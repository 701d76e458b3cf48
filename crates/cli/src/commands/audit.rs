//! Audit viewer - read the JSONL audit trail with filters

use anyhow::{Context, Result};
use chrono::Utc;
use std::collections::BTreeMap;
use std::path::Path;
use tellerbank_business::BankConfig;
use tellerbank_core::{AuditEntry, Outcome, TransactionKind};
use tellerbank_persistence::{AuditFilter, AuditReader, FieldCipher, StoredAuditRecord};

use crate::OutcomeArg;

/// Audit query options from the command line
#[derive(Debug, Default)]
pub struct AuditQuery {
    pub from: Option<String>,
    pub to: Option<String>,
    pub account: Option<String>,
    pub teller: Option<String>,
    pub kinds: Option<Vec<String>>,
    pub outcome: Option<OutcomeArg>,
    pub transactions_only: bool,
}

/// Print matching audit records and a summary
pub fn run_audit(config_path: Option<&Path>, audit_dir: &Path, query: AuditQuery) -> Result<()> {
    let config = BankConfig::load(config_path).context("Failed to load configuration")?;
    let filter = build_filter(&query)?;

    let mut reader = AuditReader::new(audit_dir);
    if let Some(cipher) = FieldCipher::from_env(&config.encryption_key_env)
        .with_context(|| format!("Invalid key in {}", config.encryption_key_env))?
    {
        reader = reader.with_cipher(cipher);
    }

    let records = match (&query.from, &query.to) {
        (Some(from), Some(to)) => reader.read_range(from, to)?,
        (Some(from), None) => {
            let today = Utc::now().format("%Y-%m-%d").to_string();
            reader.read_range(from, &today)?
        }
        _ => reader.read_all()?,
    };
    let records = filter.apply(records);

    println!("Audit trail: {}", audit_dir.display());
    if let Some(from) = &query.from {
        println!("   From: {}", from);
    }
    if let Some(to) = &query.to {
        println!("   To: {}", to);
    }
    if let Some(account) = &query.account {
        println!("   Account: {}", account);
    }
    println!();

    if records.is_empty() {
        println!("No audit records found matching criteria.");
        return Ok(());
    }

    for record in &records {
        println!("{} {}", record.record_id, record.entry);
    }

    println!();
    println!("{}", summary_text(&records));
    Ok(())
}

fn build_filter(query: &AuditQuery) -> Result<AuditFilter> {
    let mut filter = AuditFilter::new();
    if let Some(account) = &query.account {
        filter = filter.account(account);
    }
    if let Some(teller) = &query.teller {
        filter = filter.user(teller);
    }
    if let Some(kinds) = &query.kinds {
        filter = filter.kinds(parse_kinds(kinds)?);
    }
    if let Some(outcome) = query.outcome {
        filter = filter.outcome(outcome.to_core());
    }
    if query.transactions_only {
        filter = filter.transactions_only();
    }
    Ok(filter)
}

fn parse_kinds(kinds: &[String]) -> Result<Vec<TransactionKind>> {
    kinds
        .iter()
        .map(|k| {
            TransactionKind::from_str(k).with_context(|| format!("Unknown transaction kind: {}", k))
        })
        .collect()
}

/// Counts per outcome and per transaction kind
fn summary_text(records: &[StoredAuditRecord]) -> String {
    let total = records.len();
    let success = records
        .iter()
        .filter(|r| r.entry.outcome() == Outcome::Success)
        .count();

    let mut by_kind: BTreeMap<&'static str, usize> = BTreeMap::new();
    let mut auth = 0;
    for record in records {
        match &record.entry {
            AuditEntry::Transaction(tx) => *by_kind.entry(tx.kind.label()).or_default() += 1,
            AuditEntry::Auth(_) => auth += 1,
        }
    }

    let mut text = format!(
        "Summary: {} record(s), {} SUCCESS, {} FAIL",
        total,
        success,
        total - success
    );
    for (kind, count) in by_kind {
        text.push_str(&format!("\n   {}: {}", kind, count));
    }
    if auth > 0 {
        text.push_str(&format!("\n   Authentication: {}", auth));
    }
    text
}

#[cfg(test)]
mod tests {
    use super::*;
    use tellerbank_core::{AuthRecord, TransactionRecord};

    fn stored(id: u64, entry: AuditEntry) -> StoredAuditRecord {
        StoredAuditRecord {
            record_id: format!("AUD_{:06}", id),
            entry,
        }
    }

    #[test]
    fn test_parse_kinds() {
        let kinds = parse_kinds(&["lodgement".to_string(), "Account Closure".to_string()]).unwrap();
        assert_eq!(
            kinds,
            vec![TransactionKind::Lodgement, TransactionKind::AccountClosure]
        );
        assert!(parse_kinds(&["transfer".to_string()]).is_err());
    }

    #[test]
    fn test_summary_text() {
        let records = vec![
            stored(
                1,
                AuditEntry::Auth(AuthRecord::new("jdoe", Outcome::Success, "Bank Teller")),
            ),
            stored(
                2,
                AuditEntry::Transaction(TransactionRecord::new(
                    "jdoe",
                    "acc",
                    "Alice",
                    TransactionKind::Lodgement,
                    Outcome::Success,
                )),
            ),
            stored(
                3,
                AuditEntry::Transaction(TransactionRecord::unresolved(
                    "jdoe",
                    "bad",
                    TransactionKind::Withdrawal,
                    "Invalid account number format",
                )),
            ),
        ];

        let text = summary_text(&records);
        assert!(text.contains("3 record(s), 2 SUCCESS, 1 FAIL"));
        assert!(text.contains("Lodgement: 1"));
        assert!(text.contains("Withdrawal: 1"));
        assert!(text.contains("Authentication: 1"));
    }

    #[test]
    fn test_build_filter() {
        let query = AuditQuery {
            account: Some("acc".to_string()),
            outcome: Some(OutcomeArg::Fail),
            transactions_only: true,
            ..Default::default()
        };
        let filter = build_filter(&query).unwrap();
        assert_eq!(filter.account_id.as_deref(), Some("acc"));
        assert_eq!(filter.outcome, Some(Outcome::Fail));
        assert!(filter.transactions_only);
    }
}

• [TASK PROMPT]: Copy out the whole listing above, leaving each line exactly as it stands.

• [ANSWER SPACE]:
repository 701d76e458b3cf48
filename crates/cli/src/commands/audit.rs
//! Audit viewer - read the JSONL audit trail with filters

use anyhow::{Context, Result};
use chrono::Utc;
use std::collections::BTreeMap;
use std::path::Path;
use tellerbank_business::BankConfig;
use tellerbank_core::{AuditEntry, Outcome, TransactionKind};
use tellerbank_persistence::{AuditFilter, AuditReader, FieldCipher, StoredAuditRecord};

use crate::OutcomeArg;

/// Audit query options from the command line
#[derive(Debug, Default)]
pub struct AuditQuery {
    pub from: Option<String>,
    pub to: Option<String>,
    pub account: Option<String>,
    pub teller: Option<String>,
    pub kinds: Option<Vec<String>>,
    pub outcome: Option<OutcomeArg>,
    pub transactions_only: bool,
}

/// Print matching audit records and a summary
pub fn run_audit(config_path: Option<&Path>, audit_dir: &Path, query: AuditQuery) -> Result<()> {
    let config = BankConfig::load(config_path).context("Failed to load configuration")?;
    let filter = build_filter(&query)?;

    let mut reader = AuditReader::new(audit_dir);
    if let Some(cipher) = FieldCipher::from_env(&config.encryption_key_env)
        .with_context(|| format!("Invalid key in {}", config.encryption_key_env))?
    {
        reader = reader.with_cipher(cipher);
    }

    let records = match (&query.from, &query.to) {
        (Some(from), Some(to)) => reader.read_range(from, to)?,
        (Some(from), None) => {
            let today = Utc::now().format("%Y-%m-%d").to_string();
            reader.read_range(from, &today)?
        }
        _ => reader.read_all()?,
    };
    let records = filter.apply(records);

    println!("Audit trail: {}", audit_dir.display());
    if let Some(from) = &query.from {
        println!("   From: {}", from);
    }
    if let Some(to) = &query.to {
        println!("   To: {}", to);
    }
    if let Some(account) = &query.account {
        println!("   Account: {}", account);
    }
    println!();

    if records.is_empty() {
        println!("No audit records found matching criteria.");
        return Ok(());
    }

    for record in &records {
        println!("{} {}", record.record_id, record.entry);
    }

    println!();
    println!("{}", summary_text(&records));
    Ok(())
}

fn build_filter(query: &AuditQuery) -> Result<AuditFilter> {
    let mut filter = AuditFilter::new();
    if let Some(account) = &query.account {
        filter = filter.account(account);
    }
    if let Some(teller) = &query.teller {
        filter = filter.user(teller);
    }
    if let Some(kinds) = &query.kinds {
        filter = filter.kinds(parse_kinds(kinds)?);
    }
    if let Some(outcome) = query.outcome {
        filter = filter.outcome(outcome.to_core());
    }
    if query.transactions_only {
        filter = filter.transactions_only();
    }
    Ok(filter)
}

fn parse_kinds(kinds: &[String]) -> Result<Vec<TransactionKind>> {
    kinds
        .iter()
        .map(|k| {
            TransactionKind::from_str(k).with_context(|| format!("Unknown transaction kind: {}", k))
        })
        .collect()
}

/// Counts per outcome and per transaction kind
fn summary_text(records: &[StoredAuditRecord]) -> String {
    let total = records.len();
    let success = records
        .iter()
        .filter(|r| r.entry.outcome() == Outcome::Success)
        .count();

    let mut by_kind: BTreeMap<&'static str, usize> = BTreeMap::new();
    let mut auth = 0;
    for record in records {
        match &record.entry {
            AuditEntry::Transaction(tx) => *by_kind.entry(tx.kind.label()).or_default() += 1,
            AuditEntry::Auth(_) => auth += 1,
        }
    }

    let mut text = format!(
        "Summary: {} record(s), {} SUCCESS, {} FAIL",
        total,
        success,
        total - success
    );
    for (kind, count) in by_kind {
        text.push_str(&format!("\n   {}: {}", kind, count));
    }
    if auth > 0 {
        text.push_str(&format!("\n   Authentication: {}", auth));
    }
    text
}

#[cfg(test)]
mod tests {
    use super::*;
    use tellerbank_core::{AuthRecord, TransactionRecord};

    fn stored(id: u64, entry: AuditEntry) -> StoredAuditRecord {
        StoredAuditRecord {
            record_id: format!("AUD_{:06}", id),
            entry,
        }
    }

    #[test]
    fn test_parse_kinds() {
        let kinds = parse_kinds(&["lodgement".to_string(), "Account Closure".to_string()]).unwrap();
        assert_eq!(
            kinds,
            vec![TransactionKind::Lodgement, TransactionKind::AccountClosure]
        );
        assert!(parse_kinds(&["transfer".to_string()]).is_err());
    }

    #[test]
    fn test_summary_text() {
        let records = vec![
            stored(
                1,
                AuditEntry::Auth(AuthRecord::new("jdoe", Outcome::Success, "Bank Teller")),
            ),
            stored(
                2,
                AuditEntry::Transaction(TransactionRecord::new(
                    "jdoe",
                    "acc",
                    "Alice",
                    TransactionKind::Lodgement,
                    Outcome::Success,
                )),
            ),
            stored(
                3,
                AuditEntry::Transaction(TransactionRecord::unresolved(
                    "jdoe",
                    "bad",
                    TransactionKind::Withdrawal,
                    "Invalid account number format",
                )),
            ),
        ];

        let text = summary_text(&records);
        assert!(text.contains("3 record(s), 2 SUCCESS, 1 FAIL"));
        assert!(text.contains("Lodgement: 1"));
        assert!(text.contains("Withdrawal: 1"));
        assert!(text.contains("Authentication: 1"));
    }

    #[test]
    fn test_build_filter() {
        let query = AuditQuery {
            account: Some("acc".to_string()),
            outcome: Some(OutcomeArg::Fail),
            transactions_only: true,
            ..Default::default()
        };
        let filter = build_filter(&query).unwrap();
        assert_eq!(filter.account_id.as_deref(), Some("acc"));
        assert_eq!(filter.outcome, Some(Outcome::Fail));
        assert!(filter.transactions_only);
    }
}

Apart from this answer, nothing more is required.